** ASSIGNED TASK **
Copy, exactly and without additions, every line in the records below from the one holding "let a = PricePredictor::default();" through the one holding "assert_eq!(a.best_model(), b.best_model());", both ends included.

** RECORDS **
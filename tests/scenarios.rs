//! End-to-end scenarios against the in-memory store.

use std::collections::HashSet;
use std::sync::Arc;
use std::thread;

use proptest::prelude::*;
use rental_ml::{
    InMemoryPropertyStore, LifecycleState, PredictorConfig, PredictorError, PriceFeatures,
    PricePredictor, PropertyRecord, PropertyStore, Recommender, RecommenderConfig,
};

const STATIONS: [&str; 3] = ["Belorusskaya", "Kurskaya", "Paveletskaya"];
const ACCESS: [&str; 2] = ["walk", "transport"];

/// `n` listings with prices spread evenly over [20000, 80000].
fn synthetic(n: usize) -> Vec<PropertyRecord> {
    (0..n)
        .map(|i| {
            let t = if n > 1 { i as f64 / (n - 1) as f64 } else { 0.0 };
            let rooms = 1.0 + (i % 3) as f64;
            PropertyRecord {
                id: i as i64 + 1,
                transit_station: STATIONS[i % STATIONS.len()].to_string(),
                access_mode: ACCESS[(i / 2) % ACCESS.len()].to_string(),
                commute_minutes: 3.0 + (i * 5 % 17) as f64,
                floor: 1.0 + (i % 12) as f64,
                building_floors: 12.0 + (i % 2) as f64 * 5.0,
                room_count: rooms,
                total_area: 30.0 + 60.0 * t + rooms * 2.0,
                living_area: if i % 4 == 3 { None } else { Some(20.0 + 40.0 * t) },
                kitchen_area: Some(6.0 + 6.0 * t),
                price: 20_000.0 + 60_000.0 * t,
                view_count: ((i * 13) % 29) as u64,
            }
        })
        .collect()
}

fn ids(records: &[PropertyRecord]) -> Vec<i64> {
    records.iter().map(|r| r.id).collect()
}

#[test]
fn predictor_trains_on_twelve_listings() {
    let predictor = PricePredictor::default();
    let summary = predictor.train(&synthetic(12)).unwrap();

    assert!(predictor.is_trained());
    let report = predictor.performance_report();
    assert_eq!(
        report.names(),
        vec![
            "Linear Regression",
            "Ridge",
            "Lasso",
            "ElasticNet",
            "SVR",
            "Random Forest",
            "Gradient Boosting"
        ]
    );
    assert_eq!(report.selected(), Some(summary.selected.as_str()));
    for entry in report.entries() {
        // Held-out R² is reported for every candidate.
        assert!(!entry.metrics.test_r2.is_nan(), "{}", entry.model);
    }
    assert!(summary.test_r2.is_finite());
}

#[test]
fn predictor_rejects_small_datasets() {
    for n in 0..10 {
        let predictor = PricePredictor::default();
        assert!(matches!(
            predictor.train(&synthetic(n)),
            Err(PredictorError::InsufficientData { .. })
        ));
        assert!(!predictor.is_trained());
    }
}

#[test]
fn predictor_report_serializes_to_json() {
    let predictor = PricePredictor::default();
    predictor.train(&synthetic(15)).unwrap();

    let map = predictor.performance_report().to_map();
    let json = serde_json::to_value(&map).unwrap();
    assert!(json["Ridge"]["test_r2"].is_number());
    assert!(json["Gradient Boosting"]["train_rel_error"].is_number());
}

#[test]
fn predictor_respects_configured_floor() {
    let config = PredictorConfig {
        price_floor: 1_000_000.0,
        ..PredictorConfig::default()
    };
    let predictor = PricePredictor::new(config);
    predictor.train(&synthetic(12)).unwrap();

    let request = PriceFeatures::from(&synthetic(12)[5]);
    assert_eq!(predictor.predict(&request).unwrap(), 1_000_000.0);
}

#[test]
fn predictor_retrain_is_reproducible() {
    let a = PricePredictor::default();
    let b = PricePredictor::default();
    a.train(&synthetic(20)).unwrap();
    b.train(&synthetic(20)).unwrap();

    let request = PriceFeatures::from(&synthetic(20)[7]);
    assert_eq!(a.best_model(), b.best_model());
    assert_eq!(a.predict(&request).unwrap(), b.predict(&request).unwrap());
}

#[test]
fn predictor_serves_during_concurrent_retrains() {
    let predictor = Arc::new(PricePredictor::default());
    predictor.train(&synthetic(12)).unwrap();
    let request = PriceFeatures::from(&synthetic(12)[2]);

    let trainer = {
        let predictor = Arc::clone(&predictor);
        thread::spawn(move || {
            for n in [14, 16] {
                predictor.train(&synthetic(n)).unwrap();
            }
        })
    };
    for _ in 0..20 {
        assert!(predictor.predict(&request).unwrap() >= 10_000.0);
    }
    trainer.join().unwrap();
    assert_eq!(predictor.state(), LifecycleState::Trained);
}

#[test]
fn recommender_similar_on_six_listings() {
    let recommender = Recommender::new(
        InMemoryPropertyStore::new(synthetic(6)),
        RecommenderConfig::default(),
    );
    assert_eq!(recommender.train_from_store().unwrap(), 6);
    assert_eq!(recommender.index_len(), 6);

    let result = recommender.similar(3, 5);
    assert!(result.len() <= 5);
    assert!(!ids(&result).contains(&3));
}

#[test]
fn recommender_user_with_two_favorites() {
    let store = InMemoryPropertyStore::new(synthetic(12))
        .with_favorite(42, 2)
        .with_favorite(42, 9);
    let recommender = Recommender::new(store, RecommenderConfig::default());
    recommender.train_from_store().unwrap();

    let result = ids(&recommender.recommendations_for_user(42, 5));
    assert_eq!(result.len(), 5);
    assert!(!result.contains(&2) && !result.contains(&9));
    assert_eq!(result.iter().collect::<HashSet<_>>().len(), 5);
}

#[test]
fn recommender_cold_start_is_popularity() {
    let store = InMemoryPropertyStore::new(synthetic(10));
    let expected = store.fetch_top_by_popularity(4).unwrap();

    let recommender = Recommender::new(store, RecommenderConfig::default());
    recommender.train_from_store().unwrap();
    assert_eq!(recommender.recommendations_for_user(1, 4), expected);
}

#[test]
fn recommender_shares_store_through_arc() {
    let store: Arc<dyn PropertyStore + Send + Sync> =
        Arc::new(InMemoryPropertyStore::new(synthetic(8)));
    let recommender = Recommender::new(Arc::clone(&store), RecommenderConfig::default());

    recommender.ensure_trained().unwrap();
    assert!(recommender.is_trained());
    assert!(!recommender.similar(1, 3).is_empty());
}

proptest! {
    #![proptest_config(ProptestConfig::with_cases(24))]

    #[test]
    fn prediction_never_below_floor(
        station in 0usize..4,
        minutes in 0.0f64..240.0,
        floor in 0.0f64..40.0,
        rooms in 0.0f64..8.0,
        area in 0.0f64..400.0,
    ) {
        static PREDICTOR: std::sync::OnceLock<PricePredictor> = std::sync::OnceLock::new();
        let predictor = PREDICTOR.get_or_init(|| {
            let p = PricePredictor::default();
            p.train(&synthetic(16)).unwrap();
            p
        });

        let request = PriceFeatures {
            transit_station: ["Belorusskaya", "Kurskaya", "Paveletskaya", "Elsewhere"][station]
                .to_string(),
            access_mode: "walk".to_string(),
            commute_minutes: minutes,
            floor,
            building_floors: 40.0,
            room_count: rooms,
            total_area: area,
            living_area: None,
            kitchen_area: None,
        };
        let price = predictor.predict(&request).unwrap();
        prop_assert!(price >= predictor.config().price_floor);
        prop_assert_eq!(price, (price * 100.0).round() / 100.0);
    }

    #[test]
    fn similar_excludes_query_and_respects_limit(id in 1i64..=10, limit in 0usize..8) {
        let recommender = Recommender::new(
            InMemoryPropertyStore::new(synthetic(10)),
            RecommenderConfig::default(),
        );
        recommender.train_from_store().unwrap();

        let result = ids(&recommender.similar(id, limit));
        prop_assert!(result.len() <= limit);
        prop_assert!(!result.contains(&id));
    }
}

** EXERCISE OUTPUT **
    let a = PricePredictor::default();
    let b = PricePredictor::default();
    a.train(&synthetic(20)).unwrap();
    b.train(&synthetic(20)).unwrap();

    let request = PriceFeatures::from(&synthetic(20)[7]);
    assert_eq!(a.best_model(), b.best_model());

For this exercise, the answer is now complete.